On 12/23/09, Jon Harrop
And your results above indicate that the fastest imperative heap is over 3x faster than the fastest functional heap?
It's saying that (1) Using an imprecise an inefficient-relative-to-a-accurate-GC-that-doesn't- have-to-assume-the-entire-memory-space-is-live-then-find-what's-dead is a recipe for inefficiency. (2) And (1) even more so when you're comparing it to the same language with manual memory management and zero GC overhead. (from here on out I disregard the C numbers (i like C, too)) (3) So now, it's saying that (given this sample, yada yada) among languages where this comparison is possible (i.e. the mutable version still has the GC running) the functional version is on average 1.8 times slower. ghci> ((126/70) + (290/150) + (1895/1123)) / 3 1.8069258929454834 Matt
On Tuesday 16 June 2009 23:50:45 Richard O'Keefe wrote:
I've now done some benchmarks myself in C, Java, and Smalltalk, comparing "imperative" versions of leftist heaps with "functional" ones.
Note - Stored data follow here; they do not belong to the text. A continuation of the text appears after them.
use log::{Level, LevelFilter, Metadata, Record};
use std::sync::OnceLock;
use std::time::Instant;

static BOOT_TIME: OnceLock<Instant> = OnceLock::new();

mod colors {
    pub const RESET: &str = "\x1b[0m";
    pub const BRIGHT_RED: &str = "\x1b[91m";
    pub const BRIGHT_YELLOW: &str = "\x1b[93m";
    pub const BRIGHT_GREEN: &str = "\x1b[92m";
    pub const BRIGHT_BLUE: &str = "\x1b[94m";
    pub const GRAY: &str = "\x1b[90m";
}

/// Logger that prints colored lines with a compact time-since-boot stamp
struct EnhancedLogger;

impl log::Log for EnhancedLogger {
    fn enabled(&self, metadata: &Metadata) -> bool {
        metadata.level() <= log::max_level()
    }

    fn log(&self, record: &Record) {
        if !self.enabled(record.metadata()) {
            return;
        }

        let elapsed = BOOT_TIME.get_or_init(Instant::now).elapsed();
        let ts_compact = compact_timestamp(elapsed.as_secs(), elapsed.subsec_millis());

        let (color, level_char) = match record.level() {
            Level::Error => (colors::BRIGHT_RED, 'E'),
            Level::Warn => (colors::BRIGHT_YELLOW, 'W'),
            Level::Info => (colors::BRIGHT_GREEN, 'I'),
            Level::Debug => (colors::BRIGHT_BLUE, 'D'),
            Level::Trace => (colors::GRAY, 'T'),
        };
        let module = short_module(record.module_path().unwrap_or("unknown"));

        // Console output (serial). ANSI colors are fine over serial.
        println!(
            "{}{} [{}] {:>12} | {}{}",
            color,
            ts_compact,
            level_char,
            module,
            record.args(),
            colors::RESET
        );
    }

    fn flush(&self) {}
}

fn compact_timestamp(seconds: u64, millis: u32) -> String {
    if seconds < 60 {
        format!("{:>3}.{:03}s", seconds, millis)
    } else if seconds < 3600 {
        format!("{:>2}m{:02}s", seconds / 60, seconds % 60)
    } else {
        format!("{:>2}h{:02}m", seconds / 3600, (seconds % 3600) / 60)
    }
}

// Last path segment, cut to the column width
fn short_module(path: &str) -> &str {
    let module = path.rsplit("::").next().unwrap_or(path);
    match module.char_indices().nth(12) {
        Some((idx, _)) => &module[..idx],
        None => module,
    }
}

static LOGGER: EnhancedLogger = EnhancedLogger;

/// Initialize the enhanced logger with colors and timestamps
pub fn init_logger() -> Result<(), log::SetLoggerError> {
    let _ = BOOT_TIME.set(Instant::now());
    log::set_logger(&LOGGER)?;
    log::set_max_level(LevelFilter::Info);

    println!("{}┌─────────────────────────────────────────┐{}", colors::BRIGHT_GREEN, colors::RESET);
    println!("{}│        ESP32 OTA Server Logger          │{}", colors::BRIGHT_GREEN, colors::RESET);
    println!("{}└─────────────────────────────────────────┘{}", colors::BRIGHT_GREEN, colors::RESET);
    Ok(())
}

fn parse_level(level: &str) -> Option<LevelFilter> {
    let lf = match level.to_ascii_lowercase().as_str() {
        "off" => LevelFilter::Off,
        "error" => LevelFilter::Error,
        "warn" | "warning" => LevelFilter::Warn,
        "info" => LevelFilter::Info,
        "debug" => LevelFilter::Debug,
        "trace" => LevelFilter::Trace,
        _ => return None,
    };
    Some(lf)
}

/// Parse and set log level from a string; returns true if applied
pub fn set_max_level_from_str(level: &str) -> bool {
    match parse_level(level) {
        Some(lf) => {
            log::set_max_level(lf);
            true
        }
        None => false,
    }
}

#[cfg(test)]
mod tests {
    use super::*;

    #[test]
    fn timestamps_switch_units() {
        assert_eq!(compact_timestamp(5, 42), "  5.042s");
        assert_eq!(compact_timestamp(125, 0), " 2m05s");
        assert_eq!(compact_timestamp(7260, 0), " 2h01m");
    }

    #[test]
    fn module_is_last_segment_truncated() {
        assert_eq!(short_module("ota_core::handler"), "handler");
        assert_eq!(short_module("a::very_long_module_name"), "very_long_mo");
        assert_eq!(short_module("main"), "main");
    }

    #[test]
    fn level_names() {
        assert_eq!(parse_level("WARNING"), Some(LevelFilter::Warn));
        assert_eq!(parse_level("trace"), Some(LevelFilter::Trace));
        assert_eq!(parse_level("loud"), None);
    }
}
For what it's worth, on a 2.16GHz Intel Core 2 Duo Mac, the coefficient in front of the log(n) part was
C Java ST(A) ST(B) "Imperative" 40 70 150 1123 "Functional" 240 126 290 1895
where ST(A) was a native-code Smalltalk and ST(B) a byte-code one. The C/Functional case used the Boehm collector, untuned. Times are in nanoseconds. Values of n ranged from 2 to 100; the correspondent was saying that small sizes were important.
It seems that a factor of 2 for *this* problem is credible; a factor of 10 is not.